Delaware auto-insurance carrier landscape

Delaware's auto-insurance market is dominated by a familiar set of carriers , State Farm, GEICO, Progressive, Allstate, Liberty Mutual, USAA, and Farmers , plus regional specialists. Delaware's Department of Insurance publishes complaint ratios and market-share data annually; carriers with high complaint ratios relative to market share are flagged for additional regulatory scrutiny. For plaintiffs, this matters because complaint-ratio data is admissible bias evidence in extreme bad-faith cases.

How Delaware's framework looks in real cases

Pattern: a Delaware pedestrian is struck in a crosswalk by a delivery van whose driver was looking at a phone. The defendant carries the minimum Delaware liability policy of $25,000. The plaintiff's UM/UIM coverage on their own policy is $300,000 stacked across three vehicles. The eventual recovery in such cases typically maxes out the defendant's liability and then taps the plaintiff's UIM for the balance, with a coordinated release between the two carriers to avoid coverage disputes.

Common mistakes that reduce Delaware case value

Three avoidable errors recur in Delaware personal-injury cases: settling the property-damage claim without coordinating release language, missing the pre-suit notice deadline for any government-defendant component of the case, and undervaluing future-medical damages because the plaintiff did not get a life-care plan or a vocational expert. Each of these errors can transform a high-value case into a low-value one.

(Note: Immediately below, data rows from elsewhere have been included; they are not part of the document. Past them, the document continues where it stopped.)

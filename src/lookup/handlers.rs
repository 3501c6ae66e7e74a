use axum::{extract::State, routing::post, Json, Router};
use serde::Deserialize;
use tracing::{error, instrument};

use crate::{
    auth::{jwt::AuthUser, validate::FieldError},
    error::ApiError,
    state::AppState,
};

#[derive(Debug, Deserialize)]
pub struct CheckPhoneRequest {
    #[serde(default)]
    pub phone: String,
}

pub fn routes() -> Router<AppState> {
    Router::new().route("/check-phone", post(check_phone))
}

/// Pass-through to the verification API; the upstream body is returned
/// verbatim.
#[instrument(skip(state, payload))]
pub async fn check_phone(
    State(state): State<AppState>,
    AuthUser(claims): AuthUser,
    Json(payload): Json<CheckPhoneRequest>,
) -> Result<Json<serde_json::Value>, ApiError> {
    let phone = payload.phone.trim();
    if phone.is_empty() {
        return Err(ApiError::Validation(vec![FieldError {
            field: "phone",
            message: "phone number is required".into(),
        }]));
    }

    match state.lookup.check(phone).await {
        Ok(body) => Ok(Json(body)),
        Err(e) => {
            error!(error = %e, user_id = %claims.sub, "phone lookup failed");
            Err(ApiError::Internal(e))
        }
    }
}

What this means for case value

In at-fault Delaware, your case value depends on (1) the at-fault driver's liability limits, (2) UM/UIM coverage on your own policy when those limits are inadequate, and (3) the comparative-fault rule that reduces recovery by your percentage of fault.

Delaware no-fault FAQ

Is Delaware a no-fault state in 2026?

No. Delaware\'s auto-insurance framework is set by Del. Code tit. 21 § 2118.

Can I sue after a Delaware car accident?

Yes. Delaware is an at-fault state, so injured parties can sue the at-fault driver directly. Recovery is subject to the state's comparative-fault rule and the at-fault driver's liability limits.

What is the minimum liability coverage required in Delaware?

25/50/10, set by Del. Code tit. 21 § 2118. The format is per-person bodily injury / per-accident bodily injury / property damage.

Do I need UM coverage in Delaware?

Yes. Delaware requires UM coverage at a minimum of 25/50 per Del. Code tit. 18 § 3902.

How long do I have to file a personal-injury lawsuit in Delaware?

2 years from the date of injury, under Del. Code tit. 10 § 8119. Government-defendant notice deadlines are typically shorter , see the SOL detail page for Delaware.

Related Delaware topics

Sources

  1. Delaware financial responsibility / no-fault law: Del. Code tit. 21 § 2118.
  2. UM coverage: Del. Code tit. 18 § 3902.
  3. PIP / MedPay: Del. Code tit. 21 § 2118.
  4. Personal-injury SOL: Del. Code tit. 10 § 8119.

Last verified against primary sources on 2026-05-16.